5. Warranties and Other Obligations of Advisor. Advisor agrees, represents and warrants that:

(a) The Consideration is not something to which Advisor is otherwise indisputably entitled, is good and sufficient consideration for Advisors execution and non-revocation of this Agreement.

(b) Advisor is legally and mentally competent to sign this Agreement.

(c) Advisor presently possesses the exclusive right to receive all of the Consideration paid in exchange for this Agreement.

6. Choice of Law. This Agreement shall be interpreted and construed in accordance with and shall be governed by the laws of the State of Texas (without regard to any conflicts of law principle which would require the application of some other state law) and, when applicable, the laws of the United States.

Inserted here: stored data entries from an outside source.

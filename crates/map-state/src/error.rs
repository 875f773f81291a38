//! Error types for the map state bridge.

use map_common::MapError;
use thiserror::Error;

#[derive(Error, Debug)]
pub enum StateError {
    /// The host was detached from its widget.
    #[error("map host is detached")]
    Detached,

    #[error("invalid zoom range: min {min} > max {max}")]
    InvalidZoomRange { min: f64, max: f64 },

    #[error("invalid widget size {width}x{height}")]
    InvalidSize { width: u32, height: u32 },

    #[error(transparent)]
    Map(#[from] MapError),
}

pub type StateResult<T> = Result<T, StateError>;
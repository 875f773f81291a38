//! Tests for the CLI commands against tile sets on disk.

use map_common::BoundingBox;
use mosaic_render::commands;
use test_utils::{bbox, color, count_pixels, TileSetBuilder};
use tile_index::{SkipReason, TileIndexConfig};

fn config_for(set: &test_utils::TileSet) -> TileIndexConfig {
    let path = set.dir().join("mosaic.yaml");
    std::fs::write(&path, "name: mosaic\nindex_path: index.shp\n").unwrap();
    TileIndexConfig::from_yaml_file(&path).unwrap()
}

#[test]
fn test_render_writes_png() {
    let set = TileSetBuilder::new()
        .tile("a.png", bbox::TILE_A, color::RED)
        .tile("b.png", bbox::TILE_B, color::GREEN)
        .build();
    let output = set.dir().join("out.png");

    let report = commands::render(
        config_for(&set),
        BoundingBox::new(0.0, 0.0, 20.0, 10.0),
        20,
        10,
        &output,
    )
    .unwrap();
    assert_eq!(report.drawn, 2);

    let written = image::open(&output).unwrap().to_rgba8();
    assert_eq!(written.dimensions(), (20, 10));
    assert_eq!(count_pixels(&written, color::RED), 100);
    assert_eq!(count_pixels(&written, color::GREEN), 100);
}

#[test]
fn test_render_rejects_empty_frame() {
    let set = TileSetBuilder::new()
        .tile("a.png", bbox::TILE_A, color::RED)
        .build();
    let output = set.dir().join("out.png");

    let result = commands::render(
        config_for(&set),
        BoundingBox::new(0.0, 0.0, 10.0, 10.0),
        0,
        10,
        &output,
    );
    assert!(result.is_err());
    assert!(!output.exists());
}

#[test]
fn test_tiles_lists_resolved_and_skipped() {
    let set = TileSetBuilder::new()
        .tile("a.png", bbox::TILE_A, color::RED)
        .missing("gone.png", bbox::TILE_B)
        .build();

    let listing = commands::tiles(config_for(&set), BoundingBox::new(0.0, 0.0, 20.0, 20.0)).unwrap();

    assert_eq!(listing.tiles.len(), 1);
    assert_eq!(listing.tiles[0].path, set.images()[0]);
    assert_eq!(listing.skipped.len(), 1);
    assert!(matches!(listing.skipped[0].reason, SkipReason::FileNotFound(_)));
    assert!(listing.failed.is_empty());

    let json = serde_json::to_value(&listing).unwrap();
    assert_eq!(json["tiles"][0]["footprint_id"], 0);
    assert_eq!(json["bbox"]["max_x"], 20.0);
}

#[test]
fn test_extent_is_union_of_footprints() {
    let set = TileSetBuilder::new()
        .tile("a.png", bbox::TILE_A, color::RED)
        .tile("c.png", bbox::TILE_C, color::BLUE)
        .build();

    let extent = commands::extent(config_for(&set)).unwrap();
    assert_eq!(extent, Some(BoundingBox::new(0.0, 0.0, 10.0, 20.0)));
}

#[test]
fn test_missing_index_is_reported() {
    let dir = tempfile::tempdir().unwrap();
    let config = TileIndexConfig::new("nothing", dir.path().join("absent.shp"));

    let err = commands::extent(config).unwrap_err();
    assert!(err.to_string().contains("failed to open tile index"));
}
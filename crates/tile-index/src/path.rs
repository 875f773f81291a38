//! Resolution of index path fields to raster files.

use std::path::{Path, PathBuf};

/// Resolve a path field value against the index file's directory.
///
/// Absolute values are returned unchanged. Blank values resolve to `None`.
/// Indexes written on Windows store `\` separators; they are normalised on
/// other platforms.
pub fn resolve_tile_path(index_path: &Path, location: &str) -> Option<PathBuf> {
    let location = location.trim();
    if location.is_empty() {
        return None;
    }

    let normalized = if cfg!(windows) {
        location.to_string()
    } else {
        location.replace('\\', "/")
    };

    let candidate = PathBuf::from(normalized);
    if candidate.is_absolute() {
        return Some(candidate);
    }

    let base = index_path.parent().unwrap_or_else(|| Path::new(""));
    Some(base.join(candidate))
}
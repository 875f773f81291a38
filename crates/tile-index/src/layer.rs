//! A map layer drawing the mosaic described by a tile index.
//!
//! A tile index is a vector dataset tying several rasters into one layer:
//! each record holds a tile footprint and the path of its image. Indexes are
//! typically built with `gdaltindex imagery.shp imagery/*.tif`.

use std::fmt;
use std::sync::{Arc, Mutex, MutexGuard};

use image::RgbaImage;
use map_common::{BoundingBox, MapError, MapLayer, MapResult, Viewport};
use serde::Serialize;
use tracing::{debug, info, warn};

use crate::cache::CacheStats;
use crate::compose::composite;
use crate::config::TileIndexConfig;
use crate::error::{Result, TileIndexError};
use crate::raster::{FsRasterAccess, RasterAccess};
use crate::resolver::{Resolution, TileResolver};
use crate::source::{FootprintSource, ShapefileFootprintSource, SourceSession};

/// Counts from one render pass.
#[derive(Debug, Clone, Copy, Default, PartialEq, Eq, Serialize)]
pub struct RenderReport {
    /// Tiles drawn from their own raster.
    pub drawn: usize,
    /// Placeholder images drawn for missing rasters.
    pub placeholders: usize,
    /// Footprints without a usable raster path or file.
    pub skipped: usize,
    /// Tiles that could not be georeferenced or decoded.
    pub failed: usize,
}

struct LayerState {
    source: Option<Box<dyn FootprintSource>>,
    resolver: TileResolver,
}

pub struct TileIndexLayer {
    config: TileIndexConfig,
    extents: Option<BoundingBox>,
    raster: Arc<dyn RasterAccess>,
    state: Mutex<LayerState>,
}

impl TileIndexLayer {
    /// Open a shapefile index with default settings and the given path field.
    pub fn new(
        name: impl Into<String>,
        index_path: impl Into<std::path::PathBuf>,
        field_name: impl Into<String>,
    ) -> Result<Self> {
        Self::open(TileIndexConfig::new(name, index_path).with_field_name(field_name))
    }

    /// Open the shapefile index named by `config` and read its extents.
    pub fn open(config: TileIndexConfig) -> Result<Self> {
        let source = ShapefileFootprintSource::new(&config.index_path, &config.field_name);
        Self::with_source(config, Box::new(source), Arc::new(FsRasterAccess))
    }

    /// Build a layer over any footprint source and raster backend.
    ///
    /// The source is opened once to read the index extents and closed again.
    pub fn with_source(
        config: TileIndexConfig,
        mut source: Box<dyn FootprintSource>,
        raster: Arc<dyn RasterAccess>,
    ) -> Result<Self> {
        config.validate()?;

        let extents = {
            let mut session = SourceSession::open(source.as_mut())?;
            session.extents()?
        };

        info!(
            layer = %config.name,
            index = %config.index_path.display(),
            extents = ?extents,
            transform = config.transform.as_str(),
            "Opened tile index layer"
        );

        let resolver = TileResolver::new(&config, Arc::clone(&raster));
        Ok(Self {
            config,
            extents,
            raster,
            state: Mutex::new(LayerState {
                source: Some(source),
                resolver,
            }),
        })
    }

    pub fn config(&self) -> &TileIndexConfig {
        &self.config
    }

    fn lock(&self) -> Result<MutexGuard<'_, LayerState>> {
        self.state.lock().map_err(|_| TileIndexError::Poisoned)
    }

    /// Resolve the tiles intersecting `envelope` without drawing them.
    pub fn resolve(&self, envelope: &BoundingBox) -> Result<Resolution> {
        let mut guard = self.lock()?;
        let state = &mut *guard;
        let source = state
            .source
            .as_deref_mut()
            .ok_or_else(|| TileIndexError::Disposed(self.config.name.clone()))?;
        state.resolver.resolve(source, envelope)
    }

    /// Draw every tile intersecting the viewport onto `surface`.
    ///
    /// A failing index query aborts the pass with an error. Tiles that fail
    /// to decode are logged, counted and skipped; the pass continues.
    pub fn render_tiles(&self, surface: &mut RgbaImage, viewport: &Viewport) -> Result<RenderReport> {
        if surface.dimensions() != (viewport.width(), viewport.height()) {
            return Err(MapError::InvalidViewport(format!(
                "surface is {}x{} but viewport is {}x{}",
                surface.width(),
                surface.height(),
                viewport.width(),
                viewport.height()
            ))
            .into());
        }

        let resolution = self.resolve(viewport.envelope())?;
        let mut report = RenderReport {
            skipped: resolution.skipped.len(),
            failed: resolution.failed.len(),
            ..RenderReport::default()
        };

        for tile in &resolution.tiles {
            debug!(layer = %self.config.name, path = %tile.path.display(), "Drawing tile");

            let image = match self.raster.load(&tile.path) {
                Ok(image) => image,
                Err(error) => {
                    warn!(layer = %self.config.name, path = %tile.path.display(), error = %error, "Failed to load tile");
                    report.failed += 1;
                    continue;
                }
            };

            composite(surface, &image, &tile.transform, viewport, self.config.opacity);

            if tile.placeholder {
                report.placeholders += 1;
            } else {
                report.drawn += 1;
            }
        }

        Ok(report)
    }

    /// Release the index source and the transform cache.
    ///
    /// Safe to call more than once; the source is disposed exactly once.
    pub fn dispose(&self) {
        let mut state = match self.state.lock() {
            Ok(guard) => guard,
            Err(poisoned) => poisoned.into_inner(),
        };
        if let Some(mut source) = state.source.take() {
            source.dispose();
            state.resolver.clear_cache();
            info!(layer = %self.config.name, "Disposed tile index layer");
        }
    }

    pub fn is_disposed(&self) -> bool {
        self.lock().map(|s| s.source.is_none()).unwrap_or(true)
    }

    pub fn cache_stats(&self) -> CacheStats {
        self.lock()
            .map(|s| s.resolver.cache_stats())
            .unwrap_or_default()
    }
}

impl MapLayer for TileIndexLayer {
    fn name(&self) -> &str {
        &self.config.name
    }

    fn envelope(&self) -> Option<BoundingBox> {
        self.extents
    }

    fn render(&self, surface: &mut RgbaImage, viewport: &Viewport) -> MapResult<()> {
        self.render_tiles(surface, viewport)?;
        Ok(())
    }
}

impl Drop for TileIndexLayer {
    fn drop(&mut self) {
        self.dispose();
    }
}

impl fmt::Debug for TileIndexLayer {
    fn fmt(&self, f: &mut fmt::Formatter<'_>) -> fmt::Result {
        f.debug_struct("TileIndexLayer")
            .field("name", &self.config.name)
            .field("index_path", &self.config.index_path)
            .field("extents", &self.extents)
            .finish_non_exhaustive()
    }
}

7. Entire Agreement. This Agreement constitutes the entire agreement of the parties relating to the subject matter hereof. Any previous agreements with respect to this subject matter are superseded by this Agreement and are of no further force or effect, provided that Advisors continuing obligations under the Employment Agreement shall remain in full force and effect according to its terms. No term, provision or condition of this Agreement may be modified in any respect except by a writing executed by both Advisor and the Company. No person has any authority to make any representation or promise on behalf of any of the parties not set forth in this Agreement. This Agreement has not been executed in reliance upon any representation or promise except those contained herein.

8. Acknowledgment of Terms. Advisor acknowledges that Advisor has carefully read this Agreement; that Advisor has had the opportunity for review of it by Advisor’s attorney; and that Advisor is signing this Agreement voluntarily.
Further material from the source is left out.